About this solution template

This template analyzes data from a PDF URL source using two Azure AI Document Intelligence calls. Then, it transforms the output to readable tables in a dataflow and outputs the data to a storage sink.

This template contains two activities:

  • Web Activity to call Azure AI Document Intelligence's prebuilt read model API
  • Data flow to transform extracted data from PDF

This template defines five parameters:

  • CognitiveServicesURL is the Azure AI Document Intelligence URL ("https://{endpoint}/formrecognizer/v2.1/layout/analyze"). Replace {endpoint} with the endpoint that you obtained with your Azure AI Document Intelligence subscription. You need to replace the default value with your own URL.
  • CognitiveServicesKey is the Azure AI Document Intelligence subscription key. You need to replace the default value with your own subscription key.
  • PDF_SourceURL is the URL of your PDF source. You need to replace the default value with your own URL.
  • OutputContainer is the name of the container path where you want your files to be in your destination store. You need to replace the default value with your own container.
  • OutputFolder is the name of the folder path where you want your files to be in your destination store. You need to replace the default value with your own folder path.

Prerequisites

  • Azure AI Document Intelligence Resource Endpoint URL and Key (create a new resource here)

How to use this solution template

  1. Go to template Extract data from PDF. Create a New connection to your Azure AI Document Intelligence resource or choose an existing connection.

    Screenshot of how to create a new connection or select an existing connection from a drop-down menu to an Azure AI Document Intelligence connection in template set-up.

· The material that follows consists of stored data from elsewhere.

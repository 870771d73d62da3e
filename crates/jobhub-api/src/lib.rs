//! Axum HTTP API server for the job board.
//!
//! This crate provides:
//! - Job listing, keyword search and slug lookup
//! - Per-user daily search quotas that fail open
//! - Profile storage
//! - Sharded XML sitemaps
//! - Page extraction and AI enrichment through external providers
//! - Rate limiting, security headers and Prometheus metrics

pub mod config;
pub mod error;
pub mod handlers;
pub mod metrics;
pub mod middleware;
pub mod routes;
pub mod services;
pub mod state;
pub mod store;

pub use config::{ApiConfig, StoreBackend};
pub use error::{ApiError, ApiResult};
pub use routes::create_router;
pub use services::{JobQueryService, SearchUsageTracker, SitemapGenerator};
pub use state::AppState;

    In your connection to Azure AI Document Intelligence, make sure to add a Linked service Parameter. You'll need to use this url parameter as your dynamic Base URL. You will also need to add a new Auth header under Auth headers. The name should be Ocp-Apim-Subscription-Key and the value should be the key value you find from your Azure Resource.

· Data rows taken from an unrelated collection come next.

//! Profiles collection repository.
//!
//! One document per user. The document id is the user id when it is a
//! valid Appwrite id; lookups always go through the `userId` attribute so
//! both cases resolve the same way.

use std::collections::HashMap;

use chrono::{DateTime, Utc};
use serde::{Deserialize, Serialize};
use tracing::{debug, info};

use jobhub_models::{Profile, ProfileUpdate, UserType};

use crate::client::AppwriteClient;
use crate::error::{AppwriteError, AppwriteResult};
use crate::query::Query;
use crate::types::{is_valid_document_id, Document};

/// User attributes of a profile document.
///
/// Appwrite has no map attribute type, so preferences are kept as a JSON
/// encoded string.
#[derive(Debug, Clone, Default, Serialize, Deserialize)]
#[serde(rename_all = "camelCase")]
pub struct ProfileAttributes {
    pub user_id: String,
    #[serde(default)]
    pub name: Option<String>,
    #[serde(default)]
    pub email: Option<String>,
    #[serde(default)]
    pub user_type: Option<String>,
    #[serde(default)]
    pub location: Option<String>,
    #[serde(default)]
    pub skills: Vec<String>,
    #[serde(default)]
    pub is_premium: bool,
    #[serde(default)]
    pub premium_until: Option<DateTime<Utc>>,
    #[serde(default)]
    pub preferences: Option<String>,
}

impl ProfileAttributes {
    fn from_profile(profile: &Profile) -> AppwriteResult<Self> {
        let preferences = if profile.preferences.is_empty() {
            None
        } else {
            Some(serde_json::to_string(&profile.preferences)?)
        };

        Ok(Self {
            user_id: profile.user_id.clone(),
            name: profile.name.clone(),
            email: profile.email.clone(),
            user_type: Some(profile.user_type.as_str().to_string()),
            location: profile.location.clone(),
            skills: profile.skills.clone(),
            is_premium: profile.is_premium,
            premium_until: profile.premium_until,
            preferences,
        })
    }
}

impl From<Document<ProfileAttributes>> for Profile {
    fn from(doc: Document<ProfileAttributes>) -> Self {
        let attrs = doc.data;
        let created_at = doc.created_at.unwrap_or_default();
        // A malformed preferences string is dropped rather than failing the read
        let preferences: HashMap<String, serde_json::Value> = attrs
            .preferences
            .as_deref()
            .and_then(|raw| serde_json::from_str(raw).ok())
            .unwrap_or_default();

        Profile {
            user_id: attrs.user_id,
            name: attrs.name,
            email: attrs.email,
            user_type: attrs
                .user_type
                .as_deref()
                .map(UserType::from_str)
                .unwrap_or_default(),
            location: attrs.location,
            skills: attrs.skills,
            is_premium: attrs.is_premium,
            premium_until: attrs.premium_until,
            preferences,
            created_at,
            updated_at: doc.updated_at.unwrap_or(created_at),
        }
    }
}

/// Repository for the `profiles` collection.
#[derive(Clone)]
pub struct ProfileRepository {
    client: AppwriteClient,
    collection: String,
}

impl ProfileRepository {
    pub fn new(client: AppwriteClient) -> Self {
        let collection = client.collections().profiles.clone();
        Self { client, collection }
    }

    pub async fn get(&self, user_id: &str) -> AppwriteResult<Option<Profile>> {
        Ok(self.find(user_id).await?.map(Profile::from))
    }

    /// Create the profile if absent, otherwise merge `update` into it.
    pub async fn upsert(&self, update: ProfileUpdate) -> AppwriteResult<Profile> {
        let user_id = update.user_id.clone();

        if let Some(existing) = self.find(&user_id).await? {
            return self.merge_into(existing, update).await;
        }

        let now = Utc::now();
        let mut profile = Profile::new(&user_id, now);
        profile.apply(update.clone(), now);
        let attrs = ProfileAttributes::from_profile(&profile)?;
        let doc_id = is_valid_document_id(&user_id).then_some(user_id.as_str());

        match self.client.create_document(&self.collection, doc_id, &attrs).await {
            Ok(doc) => {
                info!(user_id = %user_id, "Created profile");
                Ok(doc.into())
            }
            Err(AppwriteError::AlreadyExists(_)) => {
                // Lost a create race; the other writer's document wins and we merge into it
                debug!(user_id = %user_id, "Profile created concurrently, merging");
                let existing = self
                    .find(&user_id)
                    .await?
                    .ok_or_else(|| AppwriteError::not_found(format!("profiles/{}", user_id)))?;
                self.merge_into(existing, update).await
            }
            Err(e) => Err(e),
        }
    }

    async fn merge_into(
        &self,
        existing: Document<ProfileAttributes>,
        update: ProfileUpdate,
    ) -> AppwriteResult<Profile> {
        let doc_id = existing.id.clone();
        let mut profile = Profile::from(existing);
        profile.apply(update, Utc::now());
        let attrs = ProfileAttributes::from_profile(&profile)?;

        let doc: Document<ProfileAttributes> = self
            .client
            .update_document(&self.collection, &doc_id, &attrs)
            .await?;
        debug!(user_id = %profile.user_id, "Updated profile");
        Ok(doc.into())
    }

    async fn find(&self, user_id: &str) -> AppwriteResult<Option<Document<ProfileAttributes>>> {
        let queries = [Query::equal("userId", user_id), Query::limit(1)];
        let list = self
            .client
            .list_documents::<ProfileAttributes>(&self.collection, &queries)
            .await?;
        Ok(list.documents.into_iter().next())
    }
}

#[cfg(test)]
mod tests {
    use super::*;
    use serde_json::json;

    #[test]
    fn test_preferences_round_trip_through_string() {
        let mut profile = Profile::new("user-1", Utc::now());
        profile
            .preferences
            .insert("remote".to_string(), json!(true));

        let attrs = ProfileAttributes::from_profile(&profile).unwrap();
        assert_eq!(attrs.preferences.as_deref(), Some(r#"{"remote":true}"#));
        assert_eq!(attrs.user_type.as_deref(), Some("job_seeker"));
    }

    #[test]
    fn test_document_to_profile_tolerates_bad_preferences() {
        let doc: Document<ProfileAttributes> = serde_json::from_value(json!({
            "$id": "user-1",
            "$createdAt": "2025-03-01T10:00:00.000+00:00",
            "userId": "user-1",
            "name": "Rahim",
            "userType": "employer",
            "isPremium": true,
            "preferences": "{not json"
        }))
        .unwrap();

        let profile = Profile::from(doc);
        assert_eq!(profile.user_type, UserType::Employer);
        assert!(profile.is_premium);
        assert!(profile.preferences.is_empty());
        assert_eq!(profile.updated_at, profile.created_at);
    }
}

    Screenshot of the linked service base URL that references the linked service parameter and Auth headers to add.

  2. Create a New connection to your destination storage store or choose an existing connection. The chosen destination is where the extracted PDF data is stored.

    Screenshot of how to create a new connection or select existing connection from a drop-down menu to your sink in template set-up.

  3. Select Use this template.

    Screenshot of how to complete the template by clicking use this template at the bottom of the screen.

  4. You should see the following pipeline.

    Screenshot of pipeline view with web activity linking to a dataflow activity.

  5. Navigate to the Data flow activity and find Settings. Here you need to add dynamic content for your linked service url parameter. After clicking Add dynamic content, the Pipeline expression builder will open. Select Cognitive Services - POST activity output. Then, type or copy and paste ".output.ADFWebActivityResponseHeaders['Operation-Location']." You should see the following expression in your expression builder.

    Screenshot of pipeline view of the dataflow activity settings.

    Screenshot of the Pipeline expression builder with the dataflow dynamic content displayed.

  6. Click OK to return back to the pipeline.

  7. Next, select Debug.

    Screenshot of how to Debug pipeline using the debug button on the top banner of the screen.

  8. Enter parameter values, review results, and publish.

    Screesnhot of where to enter pipeline debug parameters on a panel to the right.

    Screenshot of the results that return when the pipeline is triggered.